16 Sep 2019 2:12 AM GMT
Granting a big relief to a sand miner, the Allahabad High Court quashed an order of the District Magistrate of Prayagraj, canceling the mining lease and blacklisting the Petitioner sand miner, which was passed without granting an opportunity of hearing. Background The petition was filed by one Sunil Rajak, represented by Senior Advocate Anoop Trivedi with Advocate Abhinav...
Granting a big relief to a sand miner, the Allahabad High Court quashed an order of the District Magistrate of Prayagraj, canceling the mining lease and blacklisting the Petitioner sand miner, which was passed without granting an opportunity of hearing.
The petition was filed by one Sunil Rajak, represented by Senior Advocate Anoop Trivedi with Advocate Abhinav Gaur, whose mining lease was cancelled by the Respondent no. 3, District Magistrate, for non-payment of annual royalty.
Being the highest bidder in the e-auction, the Petitioner was granted mining lease on the banks of river Yamuna at Tehsil Bara, Prayagraj, for a period of five years. In this regard, he had deposited the first installment of Rs. 1,21,20,000/- after due adjustment of the pre-bid deposit and a consequent work order was issued in his favour, allowing him to excavate 1,60,000 cubic meter sand for a period of one year i.e. till 20.02.2019.
However, on Petitioner's failure to deposit the next installment, a notice was issued by the Respondent no. 2, Senior Mines Officer, demanding a sum of Rs. 90,67,520/- towards first installment of second year of lease. In response to the same, the Petitioner deposited a sum of Rs. 20,00,000/- only as he had been unable to carry out his mining activities over lease area due to Kumbh Mela, 2019 and because about 80% lease area was submerged in the river water.
Thereafter, the Senior Mines Officer again issued a notice demanding the remaining sum of Rs.1,61,35,040/-. Against the aforesaid demand notice, the Petitioner submitted various representations ventilating all his grievances but, in vain.
The Petitioner submitted before the court that no response whatsoever was given by the Respondents and without considering his representations, the impugned order was passed by the District Magistrate under Sections 58 and 60 of the U.P. Minor Minerals (Concession) Rules, 1963, cancelling the lease deed granted in favour of the Petitioner and blacklisting the Petitioner for two years. The order also issued directions for recovery of royalty till the cancellation of lease deed.
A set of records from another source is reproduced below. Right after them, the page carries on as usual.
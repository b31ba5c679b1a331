use std::sync::Arc;

use convo_adapters::{LocalFileRetrieval, MemoryChatChannel, TemplateStepGenerator};
use convo_core::{AnswerStore, ChatEvent, DialogEngine, ProcessRepository, StepGenerator};
use convo_domain::{ProcessDefinition, Step, StepType};

fn usage() {
    eprintln!("usage: convo-cli demo");
    eprintln!("       convo-cli generate --title <TXT> --description <TXT>");
}

#[tokio::main]
async fn main() {
    // Cargar .env si existe (paridad con el resto del workspace)
    let _ = dotenvy::dotenv();
    let args: Vec<String> = std::env::args().collect();
    if args.len() < 2 {
        usage();
        std::process::exit(2);
    }

    match args[1].as_str() {
        "demo" => run_demo().await,
        "generate" => {
            let mut title: Option<String> = None;
            let mut description: Option<String> = None;
            let mut i = 2;
            while i < args.len() {
                match args[i].as_str() {
                    "--title" => {
                        i += 1;
                        if i < args.len() {
                            title = Some(args[i].clone());
                        }
                    }
                    "--description" => {
                        i += 1;
                        if i < args.len() {
                            description = Some(args[i].clone());
                        }
                    }
                    _ => {}
                }
                i += 1;
            }
            let (Some(title), Some(description)) = (title, description) else {
                usage();
                std::process::exit(2);
            };
            run_generate(&title, &description).await;
        }
        _ => {
            usage();
            std::process::exit(2);
        }
    }
}

/// Imprime como JSON la secuencia que produciría `regenerate_with_ai`.
async fn run_generate(title: &str, description: &str) {
    let generator = TemplateStepGenerator::new();
    match generator.generate_steps(title, description).await {
        Ok(steps) => match serde_json::to_string_pretty(&steps) {
            Ok(json) => println!("{json}"),
            Err(e) => {
                eprintln!("[convo-cli] serialize error: {e}");
                std::process::exit(5);
            }
        },
        Err(e) => {
            eprintln!("[convo-cli] generation error: {e}");
            std::process::exit(5);
        }
    }
}

/// Conversación guionada de punta a punta contra stores en memoria,
/// imprimiendo el tráfico de ambos lados.
async fn run_demo() {
    const USER: i64 = 1;
    let channel = Arc::new(MemoryChatChannel::new());
    let engine = DialogEngine::in_memory().build(Box::new(channel.clone()),
                                                 Box::new(LocalFileRetrieval::new("/tmp/convo")),
                                                 Box::new(TemplateStepGenerator::new()));

    let mut process = match ProcessDefinition::new("Signup", "A quick signup flow", "demo-author") {
        Ok(p) => p,
        Err(e) => {
            eprintln!("[convo-cli] {e}");
            std::process::exit(5);
        }
    };
    for step in [Step::new(StepType::TextInput, "What is your name?"),
                 Step::new(StepType::YesNo, "Subscribe to the newsletter?"),
                 Step::new(StepType::Final, "Confirm to finish your signup.")]
    {
        match step {
            Ok(s) => process.push_step(s),
            Err(e) => {
                eprintln!("[convo-cli] {e}");
                std::process::exit(5);
            }
        }
    }
    let pid = process.id;
    engine.processes().save(process);

    let script = [ChatEvent::text(USER, "Alice"),
                  ChatEvent::button(USER, "yes"),
                  ChatEvent::button(USER, "confirm")];

    let mut printed = 0usize;
    let mut flush = |printed: &mut usize| {
        for (uid, msg) in channel.outbox().iter().skip(*printed) {
            println!("bot -> {uid}: {}", msg.text.replace('\n', " | "));
            for row in &msg.buttons {
                let labels: Vec<&str> = row.iter().map(|b| b.label.as_str()).collect();
                println!("            [{}]", labels.join("] ["));
            }
            *printed += 1;
        }
    };

    if let Err(e) = engine.begin_process(USER, pid).await {
        eprintln!("[convo-cli] begin failed: {e}");
        std::process::exit(4);
    }
    flush(&mut printed);

    for event in script {
        match &event.kind {
            convo_core::ChatEventKind::Text(t) => println!("user: {t}"),
            convo_core::ChatEventKind::Button(d) => println!("user: <{d}>"),
            convo_core::ChatEventKind::File(f) => println!("user: <file {}>", f.file_name),
        }
        if let Err(e) = engine.handle_event(event).await {
            eprintln!("[convo-cli] event failed: {e}");
            std::process::exit(4);
        }
        flush(&mut printed);
    }

    match engine.answers().load(USER, pid) {
        Some(record) => {
            println!("--");
            println!("recorded {} answers, completed: {}", record.answers.len(), record.completed_at.is_some());
        }
        None => {
            eprintln!("[convo-cli] no answer record after demo");
            std::process::exit(4);
        }
    }
}
//! Módulo de hashing y canonicalización JSON.
//!
//! Uso en el motor: `definition_hash` estampa la versión de una
//! `ProcessDefinition` al iniciar una sesión; si el autor edita la
//! definición a mitad de sesión, el mismatch queda detectable (y logueado)
//! en la siguiente captura.

pub mod canonical_json;
pub mod hash;

pub use canonical_json::to_canonical_json;
pub use hash::{hash_str, hash_value};

use convo_domain::ProcessDefinition;

/// Hash estable de una definición (versión del motor incluida, para que un
/// cambio de formato invalide hashes viejos).
pub fn definition_hash(process: &ProcessDefinition) -> String {
    let value = serde_json::json!({
        "engine_version": crate::constants::ENGINE_VERSION,
        "process": process,
    });
    hash_value(&value)
}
The Petitioner had challenged this order as being unjust and arbitrary on the following grounds:
The Standing Counsel on the other hand, Sri Giyanadra Srivastava, opposed the petition stating that the action was rightly taken by the Magistrate because the Petitioner had violated the terms and conditions contained in the lease deed.
Concurring with the submissions made by the Petitioner, the Division bench of Justices Bala Krishna Narayana and Prakash Padia said that the impugned order was in complete violation of principles of natural justice in as much as while the show cause notice was issued by the Senior Mines Officer, the order was passed by District Magistrate.
The bench also noted that no opportunity of personal hearing was granted to the Petitioner, despite the several representations made by him.
On the issue of blacklisting of the Petitioner, the bench stated "the issue which was not raised even in the show cause notice, therefore, could not be made the basis for blacklisting of the petitioner… it is incumbent on the part of the department to state in show cause notice that the competent authority intended to impose such a penalty of blacklisting, so as to provide adequate and meaningful opportunity to show cause against the same". Reliance was placed on Gorkha Security Services v. Government (NCT of Delhi) & Ors., (2014) 9 SCC 105.
The bench also cited Raghunath Thakur v. State of Bihar, (1989) 1 SCC 229, wherein the Apex Court categorically stated "It has to be realised that blacklisting any person in respect of business ventures has civil consequence for the future business of the person concerned in any event. Even if the rules do not express so, it is an elementary principle of natural justice that parties affected by any order should have right of being heard and making representations against the order."
In view of M/s Mahabir Auto Stores & Ors. v. Indian Oil Corporation Ltd., (1990) 3 SCC 752, the bench stated that there was a complete failure to follow due process and that the court was empowered to review every order suffering from arbitrariness and discrimination.
Accordingly, the impugned order was quashed and the Respondents were granted liberty to initiate fresh proceedings, in accordance with law and the observations made by the court.